### REQUIRED WORK
Check each line of the entries below for the word "TransactionDispatcher" and state only how many lines have it.

### DATA SHOWN
::::::::
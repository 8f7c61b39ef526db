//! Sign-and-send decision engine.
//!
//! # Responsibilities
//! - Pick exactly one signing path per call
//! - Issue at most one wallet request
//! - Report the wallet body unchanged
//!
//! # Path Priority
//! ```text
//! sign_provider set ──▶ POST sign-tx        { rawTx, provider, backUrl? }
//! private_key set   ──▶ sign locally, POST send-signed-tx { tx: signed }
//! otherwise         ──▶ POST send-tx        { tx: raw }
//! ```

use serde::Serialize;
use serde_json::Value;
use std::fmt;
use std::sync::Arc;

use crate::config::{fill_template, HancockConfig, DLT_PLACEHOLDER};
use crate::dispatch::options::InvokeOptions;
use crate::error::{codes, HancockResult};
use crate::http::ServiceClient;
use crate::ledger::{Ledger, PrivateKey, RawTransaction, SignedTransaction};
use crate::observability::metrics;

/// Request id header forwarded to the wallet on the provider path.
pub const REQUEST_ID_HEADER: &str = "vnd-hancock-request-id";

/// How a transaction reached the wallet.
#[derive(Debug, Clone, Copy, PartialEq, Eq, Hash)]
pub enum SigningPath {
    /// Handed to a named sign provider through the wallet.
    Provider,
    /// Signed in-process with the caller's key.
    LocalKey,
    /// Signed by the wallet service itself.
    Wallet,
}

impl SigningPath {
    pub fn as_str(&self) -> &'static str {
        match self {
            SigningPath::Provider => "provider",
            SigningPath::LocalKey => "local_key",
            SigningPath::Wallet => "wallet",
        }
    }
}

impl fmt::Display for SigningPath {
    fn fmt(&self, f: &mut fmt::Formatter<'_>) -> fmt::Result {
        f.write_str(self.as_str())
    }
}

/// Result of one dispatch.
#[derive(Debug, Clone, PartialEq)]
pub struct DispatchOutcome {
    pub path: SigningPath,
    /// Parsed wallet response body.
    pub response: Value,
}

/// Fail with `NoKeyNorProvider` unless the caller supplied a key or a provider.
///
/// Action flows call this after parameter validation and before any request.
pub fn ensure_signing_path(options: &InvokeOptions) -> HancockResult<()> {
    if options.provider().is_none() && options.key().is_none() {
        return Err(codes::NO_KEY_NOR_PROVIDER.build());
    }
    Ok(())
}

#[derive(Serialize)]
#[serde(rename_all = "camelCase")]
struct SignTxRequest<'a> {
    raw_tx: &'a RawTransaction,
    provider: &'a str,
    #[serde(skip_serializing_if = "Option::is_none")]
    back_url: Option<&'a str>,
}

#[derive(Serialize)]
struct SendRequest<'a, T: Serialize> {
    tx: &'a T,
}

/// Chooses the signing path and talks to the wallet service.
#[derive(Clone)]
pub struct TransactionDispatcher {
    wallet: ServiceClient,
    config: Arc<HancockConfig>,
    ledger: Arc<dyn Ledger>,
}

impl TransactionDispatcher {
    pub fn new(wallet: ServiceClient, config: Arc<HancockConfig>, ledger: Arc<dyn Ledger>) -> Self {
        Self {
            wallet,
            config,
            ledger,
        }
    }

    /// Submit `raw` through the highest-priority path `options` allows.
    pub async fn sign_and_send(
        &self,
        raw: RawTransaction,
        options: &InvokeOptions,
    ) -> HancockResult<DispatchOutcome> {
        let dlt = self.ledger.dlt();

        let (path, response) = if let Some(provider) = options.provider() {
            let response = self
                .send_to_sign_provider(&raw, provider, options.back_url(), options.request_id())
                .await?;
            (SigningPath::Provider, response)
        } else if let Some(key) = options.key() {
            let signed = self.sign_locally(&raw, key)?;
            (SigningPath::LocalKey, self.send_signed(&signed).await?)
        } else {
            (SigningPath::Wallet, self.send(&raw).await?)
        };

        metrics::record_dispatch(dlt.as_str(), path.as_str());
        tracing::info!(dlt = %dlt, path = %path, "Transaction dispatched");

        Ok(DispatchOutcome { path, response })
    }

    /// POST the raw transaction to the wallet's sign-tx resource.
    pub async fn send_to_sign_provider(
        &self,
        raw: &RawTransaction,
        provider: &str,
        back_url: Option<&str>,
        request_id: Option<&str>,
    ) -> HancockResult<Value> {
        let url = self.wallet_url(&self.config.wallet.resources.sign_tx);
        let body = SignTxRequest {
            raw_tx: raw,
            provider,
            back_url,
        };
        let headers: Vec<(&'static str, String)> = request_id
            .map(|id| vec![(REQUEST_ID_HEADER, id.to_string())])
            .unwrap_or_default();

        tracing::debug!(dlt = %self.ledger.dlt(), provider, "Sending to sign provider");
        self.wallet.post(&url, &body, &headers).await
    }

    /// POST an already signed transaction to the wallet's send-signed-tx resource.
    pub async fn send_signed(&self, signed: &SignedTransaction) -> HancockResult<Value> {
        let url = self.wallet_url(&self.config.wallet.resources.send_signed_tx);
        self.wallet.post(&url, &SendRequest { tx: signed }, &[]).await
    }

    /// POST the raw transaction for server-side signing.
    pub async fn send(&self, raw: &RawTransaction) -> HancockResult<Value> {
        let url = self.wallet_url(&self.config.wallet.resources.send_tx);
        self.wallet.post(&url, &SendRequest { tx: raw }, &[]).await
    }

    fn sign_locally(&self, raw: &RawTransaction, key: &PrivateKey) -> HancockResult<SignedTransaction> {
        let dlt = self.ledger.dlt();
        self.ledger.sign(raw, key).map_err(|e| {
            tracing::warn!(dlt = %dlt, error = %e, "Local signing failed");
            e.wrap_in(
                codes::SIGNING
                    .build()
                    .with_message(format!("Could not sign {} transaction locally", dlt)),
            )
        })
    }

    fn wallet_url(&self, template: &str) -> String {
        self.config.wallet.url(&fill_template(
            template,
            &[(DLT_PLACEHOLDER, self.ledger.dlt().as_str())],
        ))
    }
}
::::::::
### SOLUTION
2